● **EXERCISE**
From the data below, copy out every line in which the word "Result" occurs.

Saved data entries
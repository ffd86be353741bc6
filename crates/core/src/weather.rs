//! Point-in-time weather readings.
//!
//! [`WeatherSnapshot`] mirrors the JSON the weather provider returns for
//! "current weather", so clients can forward the payload they already have.
//! Every field is optional on the wire: a half-filled snapshot must still
//! deserialize, and consumers decide what they need from it. Explicit
//! `null` is read the same as an absent key.

use serde::{Deserialize, Deserializer, Serialize};

/// One weather reading for a location.
#[derive(Debug, Clone, Default, PartialEq, Serialize, Deserialize)]
pub struct WeatherSnapshot {
    /// Location name as resolved by the provider
    #[serde(default, skip_serializing_if = "Option::is_none")]
    pub name: Option<String>,

    #[serde(default, skip_serializing_if = "Option::is_none")]
    pub main: Option<MainReadings>,

    /// Condition entries; the first one is the headline condition
    #[serde(default, deserialize_with = "conditions")]
    pub weather: Vec<Condition>,

    #[serde(default, skip_serializing_if = "Option::is_none")]
    pub wind: Option<Wind>,

    /// Visibility in metres
    #[serde(default, skip_serializing_if = "Option::is_none")]
    pub visibility: Option<f64>,
}

#[derive(Debug, Clone, Default, PartialEq, Serialize, Deserialize)]
pub struct MainReadings {
    /// Temperature in °C
    #[serde(default, skip_serializing_if = "Option::is_none")]
    pub temp: Option<f64>,

    #[serde(default, skip_serializing_if = "Option::is_none")]
    pub feels_like: Option<f64>,

    /// Relative humidity in percent
    #[serde(default, skip_serializing_if = "Option::is_none")]
    pub humidity: Option<f64>,
}

#[derive(Debug, Clone, Default, PartialEq, Serialize, Deserialize)]
pub struct Condition {
    /// Coarse group, e.g. "Rain", "Clouds"
    #[serde(default, deserialize_with = "null_as_default")]
    pub main: String,

    /// Localized description, e.g. "light rain"
    #[serde(default, deserialize_with = "null_as_default")]
    pub description: String,
}

#[derive(Debug, Clone, Default, PartialEq, Serialize, Deserialize)]
pub struct Wind {
    /// Speed in m/s
    #[serde(default, deserialize_with = "null_as_default")]
    pub speed: f64,
}

fn null_as_default<'de, D, T>(deserializer: D) -> Result<T, D::Error>
where
    D: Deserializer<'de>,
    T: Default + Deserialize<'de>,
{
    Ok(Option::<T>::deserialize(deserializer)?.unwrap_or_default())
}

/// `null` list → empty, `null` entries dropped.
fn conditions<'de, D>(deserializer: D) -> Result<Vec<Condition>, D::Error>
where
    D: Deserializer<'de>,
{
    let entries: Option<Vec<Option<Condition>>> = Option::deserialize(deserializer)?;
    Ok(entries.unwrap_or_default().into_iter().flatten().collect())
}

impl WeatherSnapshot {
    /// The headline condition, if the provider sent any.
    pub fn condition(&self) -> Option<&Condition> {
        self.weather.first()
    }

    pub fn temperature_c(&self) -> Option<f64> {
        self.main.as_ref().and_then(|m| m.temp)
    }

    pub fn feels_like_c(&self) -> Option<f64> {
        self.main.as_ref().and_then(|m| m.feels_like)
    }

    pub fn humidity_pct(&self) -> Option<f64> {
        self.main.as_ref().and_then(|m| m.humidity)
    }

    pub fn wind_speed_mps(&self) -> Option<f64> {
        self.wind.as_ref().map(|w| w.speed)
    }

    pub fn location_name(&self) -> Option<&str> {
        self.name.as_deref().filter(|n| !n.trim().is_empty())
    }
}

#[cfg(test)]
mod tests {
    use super::*;

    #[test]
    fn parses_provider_payload() {
        let json = r#"{
            "name": "Kyoto",
            "main": {"temp": 21.4, "feels_like": 20.9, "humidity": 55, "pressure": 1012},
            "weather": [{"id": 800, "main": "Clear", "description": "clear sky", "icon": "01d"}],
            "wind": {"speed": 3.1, "deg": 200},
            "visibility": 10000
        }"#;
        let snap: WeatherSnapshot = serde_json::from_str(json).unwrap();
        assert_eq!(snap.location_name(), Some("Kyoto"));
        assert_eq!(snap.temperature_c(), Some(21.4));
        assert_eq!(snap.humidity_pct(), Some(55.0));
        assert_eq!(snap.wind_speed_mps(), Some(3.1));
        assert_eq!(snap.condition().unwrap().description, "clear sky");
        assert_eq!(snap.visibility, Some(10000.0));
    }

    #[test]
    fn partial_payload_still_parses() {
        let snap: WeatherSnapshot = serde_json::from_str(r#"{"name": "Oslo"}"#).unwrap();
        assert!(snap.condition().is_none());
        assert!(snap.temperature_c().is_none());
        assert!(snap.wind_speed_mps().is_none());
    }

    #[test]
    fn explicit_nulls_read_as_missing() {
        let snap: WeatherSnapshot = serde_json::from_str(
            r#"{"name": null, "main": {"temp": null}, "weather": null, "wind": {"speed": null}}"#,
        )
        .unwrap();
        assert!(snap.location_name().is_none());
        assert!(snap.temperature_c().is_none());
        assert!(snap.condition().is_none());
        assert_eq!(snap.wind_speed_mps(), Some(0.0));

        let snap: WeatherSnapshot = serde_json::from_str(
            r#"{"weather": [null, {"main": null, "description": null}], "main": null, "wind": null}"#,
        )
        .unwrap();
        assert_eq!(snap.weather.len(), 1);
        assert_eq!(snap.condition().unwrap().description, "");
        assert!(snap.wind_speed_mps().is_none());
    }

    #[test]
    fn blank_name_counts_as_missing() {
        let snap = WeatherSnapshot {
            name: Some("  ".into()),
            ..Default::default()
        };
        assert_eq!(snap.location_name(), None);
    }
}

● **EXERCISE SOLUTION**
fn null_as_default<'de, D, T>(deserializer: D) -> Result<T, D::Error>
fn conditions<'de, D>(deserializer: D) -> Result<Vec<Condition>, D::Error>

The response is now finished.